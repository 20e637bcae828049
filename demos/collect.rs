//! Minimal collection host.
//!
//! Detects the host resource once, then scrapes process states on the
//! configured interval and prints each tick as JSON.
//!
//! ```text
//! RUST_LOG=debug cargo run --example collect -- [config.toml] [ticks]
//! ```

use hostprobe::prelude::*;
use tracing_subscriber::EnvFilter;

const DEFAULT_TICKS: usize = 3;

#[tokio::main]
async fn main() -> Result<(), Box<dyn std::error::Error>> {
    tracing_subscriber::fmt()
        .with_env_filter(EnvFilter::from_default_env())
        .init();

    let mut args = std::env::args().skip(1);
    let config = match args.next() {
        Some(path) => CollectorConfig::load(path)?,
        None => CollectorConfig::default(),
    };
    let ticks = match args.next() {
        Some(n) => n.parse()?,
        None => DEFAULT_TICKS,
    };

    let ctx = Context::new();
    let detectors: Vec<Box<dyn Detector>> =
        vec![Box::new(SystemDetector::new(&config.detector)?)];
    let detected = detect_resource(&detectors, &ctx).await;
    println!("{}", serde_json::to_string_pretty(&detected.resource)?);

    let mut scraper = ProcessesScraper::new(config.processes);
    scraper.start(&ctx).await?;

    let mut interval = tokio::time::interval(config.collection_interval);
    for tick in 0..ticks {
        interval.tick().await;
        let output = scraper.scrape(&ctx).await?;
        if let Some(err) = &output.error {
            tracing::warn!(tick, failed = err.failed(), error = %err, "partial scrape");
        }
        println!("{}", serde_json::to_string_pretty(&output.metrics)?);
    }

    scraper.shutdown(&ctx).await?;
    Ok(())
}
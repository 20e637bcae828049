//! Logical process status classification.
//!
//! Operating systems report process state as a short code (`R`, `S`, `D`,
//! ...) whose meaning differs per platform. A [`StatusTable`] maps the first
//! character of a code onto the closed set of logical [`Status`] labels.

use std::fmt;

/// Logical process status, used as the `status` label value.
#[derive(Debug, Clone, Copy, PartialEq, Eq, Hash, PartialOrd, Ord)]
pub enum Status {
    /// Running or runnable.
    Running,
    /// Interruptible sleep.
    Sleeping,
    /// Stopped by a signal or a tracer.
    Stopped,
    /// Terminated but not reaped.
    Zombies,
    /// Uninterruptible wait, usually disk I/O.
    Blocked,
    /// Paging (Linux before 2.6).
    Paging,
    /// Idle kernel thread or long sleep.
    Idle,
    /// Waiting on an interrupt or a CPU.
    Wait,
    /// Waiting to acquire a lock.
    Locked,
    /// Code with no mapping on this platform.
    Unknown,
}

impl Status {
    /// Every status, in label order.
    pub const ALL: [Self; 10] = [
        Self::Blocked,
        Self::Idle,
        Self::Locked,
        Self::Paging,
        Self::Running,
        Self::Sleeping,
        Self::Stopped,
        Self::Unknown,
        Self::Wait,
        Self::Zombies,
    ];

    /// Label value.
    #[must_use]
    pub const fn as_str(&self) -> &'static str {
        match self {
            Self::Running => "running",
            Self::Sleeping => "sleeping",
            Self::Stopped => "stopped",
            Self::Zombies => "zombies",
            Self::Blocked => "blocked",
            Self::Paging => "paging",
            Self::Idle => "idle",
            Self::Wait => "wait",
            Self::Locked => "locked",
            Self::Unknown => "unknown",
        }
    }

    const fn index(self) -> usize {
        self as usize
    }
}

impl fmt::Display for Status {
    fn fmt(&self, f: &mut fmt::Formatter<'_>) -> fmt::Result {
        f.write_str(self.as_str())
    }
}

/// Platform mapping from raw status codes to [`Status`].
#[derive(Debug, Clone, Copy, PartialEq, Eq)]
pub enum StatusTable {
    /// `/proc/<pid>/stat` state letters.
    Linux,
    /// `ps` stat column on macOS.
    Darwin,
    /// `ps` stat column on FreeBSD.
    FreeBsd,
    /// `ps` stat column on OpenBSD.
    OpenBsd,
    /// `ps -o s` on Solaris and illumos.
    Solaris,
}

impl StatusTable {
    /// Table for the platform this crate was built for.
    #[must_use]
    pub const fn current() -> Self {
        if cfg!(target_os = "macos") {
            Self::Darwin
        } else if cfg!(target_os = "freebsd") {
            Self::FreeBsd
        } else if cfg!(target_os = "openbsd") {
            Self::OpenBsd
        } else if cfg!(any(target_os = "solaris", target_os = "illumos")) {
            Self::Solaris
        } else {
            Self::Linux
        }
    }

    /// Classifies a raw status code by its first character.
    #[must_use]
    pub fn classify(self, raw: &str) -> Status {
        let Some(code) = raw.chars().next() else {
            return Status::Unknown;
        };
        match (self, code) {
            (Self::Linux, 'R') => Status::Running,
            (Self::Linux, 'S') => Status::Sleeping,
            (Self::Linux, 'D') => Status::Blocked,
            (Self::Linux, 'Z') => Status::Zombies,
            (Self::Linux, 'T' | 't') => Status::Stopped,
            (Self::Linux, 'W') => Status::Paging,
            (Self::Linux, 'I') => Status::Idle,

            (Self::Darwin, 'R') => Status::Running,
            (Self::Darwin, 'S') => Status::Sleeping,
            (Self::Darwin, 'I') => Status::Idle,
            (Self::Darwin, 'U' | 'D') => Status::Blocked,
            (Self::Darwin, 'T') => Status::Stopped,
            (Self::Darwin, 'Z') => Status::Zombies,

            (Self::FreeBsd, 'R') => Status::Running,
            (Self::FreeBsd, 'S') => Status::Sleeping,
            (Self::FreeBsd, 'I') => Status::Idle,
            (Self::FreeBsd, 'D') => Status::Blocked,
            (Self::FreeBsd, 'T') => Status::Stopped,
            (Self::FreeBsd, 'Z') => Status::Zombies,
            (Self::FreeBsd, 'W') => Status::Wait,
            (Self::FreeBsd, 'L') => Status::Locked,

            (Self::OpenBsd, 'R') => Status::Running,
            (Self::OpenBsd, 'S') => Status::Sleeping,
            (Self::OpenBsd, 'I') => Status::Idle,
            (Self::OpenBsd, 'D') => Status::Blocked,
            (Self::OpenBsd, 'T') => Status::Stopped,
            (Self::OpenBsd, 'Z') => Status::Zombies,

            (Self::Solaris, 'O' | 'R') => Status::Running,
            (Self::Solaris, 'S') => Status::Sleeping,
            (Self::Solaris, 'T') => Status::Stopped,
            (Self::Solaris, 'Z') => Status::Zombies,
            (Self::Solaris, 'W') => Status::Wait,

            _ => Status::Unknown,
        }
    }
}

/// Per-status process counts for one tick.
#[derive(Debug, Clone, Copy, Default, PartialEq, Eq)]
pub struct StatusCounts {
    counts: [i64; Status::ALL.len()],
}

impl StatusCounts {
    /// Creates an all-zero table.
    #[must_use]
    pub fn new() -> Self {
        Self::default()
    }

    /// Adds one to `status`.
    pub fn increment(&mut self, status: Status) {
        self.counts[status.index()] += 1;
    }

    /// Current count for `status`.
    #[must_use]
    pub fn get(&self, status: Status) -> i64 {
        self.counts[status.index()]
    }

    /// Overwrites the count for `status`.
    pub fn set(&mut self, status: Status, value: i64) {
        self.counts[status.index()] = value;
    }

    /// Adds `value` to the count for `status`.
    pub fn add(&mut self, status: Status, value: i64) {
        self.counts[status.index()] += value;
    }

    /// Sum over every status.
    #[must_use]
    pub fn total(&self) -> i64 {
        self.counts.iter().sum()
    }

    /// Non-zero buckets in label order.
    pub fn iter_non_zero(&self) -> impl Iterator<Item = (Status, i64)> + '_ {
        Status::ALL
            .iter()
            .map(|s| (*s, self.get(*s)))
            .filter(|(_, n)| *n != 0)
    }
}
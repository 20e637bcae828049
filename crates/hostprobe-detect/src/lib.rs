// Allow unwrap/expect in tests for clear failure messages
#![cfg_attr(test, allow(clippy::unwrap_used, clippy::expect_used, clippy::panic))]

//! # hostprobe-detect
//!
//! Host resource detection.
//!
//! The [`SystemDetector`] reports two attributes:
//!
//! - **`os.type`**: normalized OS family, required for a successful detection
//! - **`host.name`**: first success of an ordered chain of hostname sources
//!   (`dns` for the FQDN, `os` for the kernel host name)
//!
//! OS access goes through the [`SystemMetadata`] trait, so hosts and tests can
//! swap the live [`OsSystemMetadata`] for a [`StaticMetadata`] or their own
//! provider.
//!
//! ## Example
//!
//! ```rust
//! use std::sync::Arc;
//! use hostprobe_core::{Context, HostnameSource, SystemDetectorConfig};
//! use hostprobe_detect::{StaticMetadata, SystemDetector};
//!
//! let provider = StaticMetadata::new("linux")
//!     .with_fqdn_error("no resolver")
//!     .with_hostname("web-1");
//! let config = SystemDetectorConfig::with_sources([HostnameSource::Dns, HostnameSource::Os]);
//! let detector = SystemDetector::with_provider(&config, Arc::new(provider))?;
//!
//! let detected = detector.detect_now(&Context::new())?;
//! assert_eq!(detected.resource.get_str("host.name"), Some("web-1"));
//! # Ok::<(), hostprobe_detect::DetectError>(())
//! ```

#![deny(unsafe_code)]
#![warn(missing_docs)]

pub mod detect;
pub mod error;
pub mod provider;
pub mod source;
pub mod system;

pub use detect::{DetectedResource, Detector, detect_resource};
pub use error::{DetectError, Result};
pub use provider::{OsSystemMetadata, StaticMetadata, SystemMetadata, os_type_of};
pub use source::{SourceChain, SourceEntry};
pub use system::SystemDetector;
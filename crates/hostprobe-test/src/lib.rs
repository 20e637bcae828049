// Allow unwrap/expect in tests for clear failure messages
#![cfg_attr(test, allow(clippy::unwrap_used, clippy::expect_used, clippy::panic))]

//! # hostprobe-test
//!
//! Testing infrastructure for hostprobe.
//!
//! This crate provides:
//! - **Recording metadata**: a `SystemMetadata` fake that logs every call
//! - **Fault injection**: deterministic reader failures for scrapers
//! - **Collection harness**: detect, start, tick and shut down in one call
//! - **Falsification tests**: numbered tests that try to refute each
//!   documented property (see `tests/falsification.rs`)
//!
//! ## Example
//!
//! ```rust
//! use hostprobe_test::{ChaosConfig, CollectorHarness, MetadataCall, RecordingMetadata};
//!
//! # tokio_test::block_on(async {
//! let metadata = RecordingMetadata::new().with_fqdn(Err("no resolver"));
//! let harness = CollectorHarness::builder()
//!     .with_metadata(metadata.clone())
//!     .with_chaos(ChaosConfig::processes_failures(2))
//!     .build();
//!
//! let collection = harness.run(2).await.unwrap();
//! assert_eq!(
//!     metadata.calls(),
//!     vec![MetadataCall::OsType, MetadataCall::Fqdn, MetadataCall::Hostname]
//! );
//! assert_eq!(collection.ticks[1].failed(), 1);
//! # });
//! ```

#![deny(unsafe_code)]
#![warn(missing_docs)]

pub mod chaos;
pub mod error;
pub mod harness;
pub mod metadata;

pub use chaos::{ChaosConfig, ChaosInjector};
pub use error::{Result, TestError};
pub use harness::{Collection, CollectorHarness, CollectorHarnessBuilder};
pub use metadata::{MetadataCall, RecordingMetadata};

● ● ● ● ● ● ●

_REQUIRED ACTION_
Looking at the records above, which lines contain "character"? Copy those lines.

_OUTPUT FOR THIS TASK_
//! character of a code onto the closed set of logical [`Status`] labels.
    /// Classifies a raw status code by its first character.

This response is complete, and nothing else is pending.